Fenilketonürinin kandaki fenilalanin yüksekliğine göre sınıflandırıldığını belirten Dr. Öğr. Üyesi Biçer, "Zihinsel hasar ortaya çıkmadan ve vücut fonksiyonları olumsuz etkilenmeden, bu hastalığın belirtilerini görmek, ayırt edebilmek mümkün değil. Aileler çocuklarının gelişiminde sorun fark ettiğinde, ne yazık ki iş işten geçmiş oluyor. Yenidoğan tarama programının amacı zaten tanı konulabilen ve erken tedavi ile ortaya çıkacak sorunları önleyebilecek hastalıkları taramaktır. Bu hastalık, genetiktir. Göz veya saç rengimizi nasıl kalıcı olarak değiştiremiyorsak, bu hastalığı da şu anki tıp bilgileri ile değiştiremiyoruz. Tamamen ortadan kaldırılamadığı için ancak beslenme tedavisi ile kontrol altında tutulmaya çalışılıyor. Bu noktada diyetin, yaş ilerledikçe yaşam kalitesini düşürmeden, bireyin yaşantısına göre düzenlenmesi önem taşıyor" diye konuştu.
Ayrıca fenilketonüri hastalarının okulda ve iş hayatında da problem yaşadığını ifade eden Dr. Öğr.

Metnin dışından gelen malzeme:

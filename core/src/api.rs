//! Datadog v1 REST client.
//!
//! The controller only sees [`ResourceApi`]: a relative path goes in, parsed
//! JSON comes out, and any non-2xx status is a [`RetagError::Http`]. There
//! is no retry, backoff or rate-limit handling.

use std::time::Duration;

use async_trait::async_trait;
use serde_json::Value;
use url::Url;

use crate::errors::{Result, RetagError};

pub const DEFAULT_SITE: &str = "datadoghq.com";
pub const EU_SITE: &str = "datadoghq.eu";
pub const DEFAULT_TIMEOUT: Duration = Duration::from_secs(30);

const API_KEY_HEADER: &str = "DD-API-KEY";
const APP_KEY_HEADER: &str = "DD-APPLICATION-KEY";

/// Request/response seam over the platform API.
#[async_trait]
pub trait ResourceApi: Send + Sync {
    /// `GET <base>/<path>`
    async fn get(&self, path: &str) -> Result<Value>;

    /// `PUT <base>/<path>` with `body` as JSON
    async fn put(&self, path: &str, body: &Value) -> Result<Value>;
}

/// API and application key pair.
#[derive(Clone)]
pub struct Credentials {
    api_key: String,
    app_key: String,
}

impl Credentials {
    pub fn new(api_key: impl Into<String>, app_key: impl Into<String>) -> Result<Self> {
        let api_key = api_key.into();
        let app_key = app_key.into();
        if api_key.trim().is_empty() || app_key.trim().is_empty() {
            return Err(RetagError::config(
                "Datadog API and APP keys are required (DD_API_KEY, DD_APP_KEY)",
            ));
        }
        Ok(Self { api_key, app_key })
    }

    /// Reads `DD_API_KEY` and `DD_APP_KEY` through `lookup`.
    pub fn from_lookup(lookup: impl Fn(&str) -> Option<String>) -> Result<Self> {
        Self::new(
            lookup("DD_API_KEY").unwrap_or_default(),
            lookup("DD_APP_KEY").unwrap_or_default(),
        )
    }

    pub fn from_env() -> Result<Self> {
        Self::from_lookup(|key| std::env::var(key).ok())
    }
}

impl std::fmt::Debug for Credentials {
    fn fmt(&self, f: &mut std::fmt::Formatter<'_>) -> std::fmt::Result {
        f.debug_struct("Credentials")
            .field("api_key", &"<redacted>")
            .field("app_key", &"<redacted>")
            .finish()
    }
}

/// Builds the v1 API base URL for a Datadog site (e.g. `datadoghq.eu`).
pub fn site_base_url(site: &str) -> Result<Url> {
    parse_base_url(&format!("https://api.{}/api/v1/", site.trim().trim_matches('/')))
}

/// Parses an explicit base URL, forcing a trailing slash so relative paths
/// join underneath it.
pub fn parse_base_url(raw: &str) -> Result<Url> {
    let mut normalized = raw.trim().to_string();
    if !normalized.ends_with('/') {
        normalized.push('/');
    }
    Url::parse(&normalized)
        .map_err(|e| RetagError::config_with_source(format!("invalid API base URL `{raw}`"), e))
}

#[derive(Debug, Clone)]
pub struct DatadogClient {
    http: reqwest::Client,
    base_url: Url,
    credentials: Credentials,
}

impl DatadogClient {
    pub fn new(credentials: Credentials, base_url: Url, timeout: Duration) -> Result<Self> {
        let http = reqwest::Client::builder()
            .timeout(timeout)
            .user_agent(format!("retag/{}", crate::VERSION))
            .build()
            .map_err(|e| RetagError::config_with_source("failed to build HTTP client", e))?;
        Ok(Self {
            http,
            base_url,
            credentials,
        })
    }

    pub fn base_url(&self) -> &Url {
        &self.base_url
    }

    fn url(&self, path: &str) -> Result<Url> {
        self.base_url
            .join(path.trim_start_matches('/'))
            .map_err(|e| RetagError::config_with_source(format!("invalid API path `{path}`"), e))
    }

    async fn send(
        &self,
        method: &'static str,
        path: &str,
        request: reqwest::RequestBuilder,
    ) -> Result<Value> {
        let response = request
            .header(API_KEY_HEADER, &self.credentials.api_key)
            .header(APP_KEY_HEADER, &self.credentials.app_key)
            .send()
            .await
            .map_err(|e| RetagError::transport_with_source(format!("{method} {path} failed"), e))?;

        let status = response.status();
        if !status.is_success() {
            let body = response.text().await.unwrap_or_default();
            return Err(RetagError::Http {
                method,
                path: path.to_string(),
                status: status.as_u16(),
                body,
            });
        }

        tracing::trace!(method, path, status = status.as_u16(), "api call succeeded");

        response.json::<Value>().await.map_err(|e| {
            RetagError::transport_with_source(format!("{method} {path}: response is not JSON"), e)
        })
    }
}

#[async_trait]
impl ResourceApi for DatadogClient {
    async fn get(&self, path: &str) -> Result<Value> {
        let url = self.url(path)?;
        self.send("GET", path, self.http.get(url)).await
    }

    async fn put(&self, path: &str, body: &Value) -> Result<Value> {
        let url = self.url(path)?;
        self.send("PUT", path, self.http.put(url).json(body)).await
    }
}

Üyesi Çakır Biçer, "Bu bireylere özel olarak besin hazırlamayı kabul etmediği için okul veya işyerleri bireyleri kabul etmiyor. Sosyal hayatta ise birçok sorunla karşılaşıyorlar. Yetişkin dönemde ailenin sigortasından yararlanamadıkları için beslenme tedavisinin en önemli parçalarından olan tıbbi formula ve düşük proteinli özel besinleri geri ödeme kapsamında temin edemiyorlar" dedi.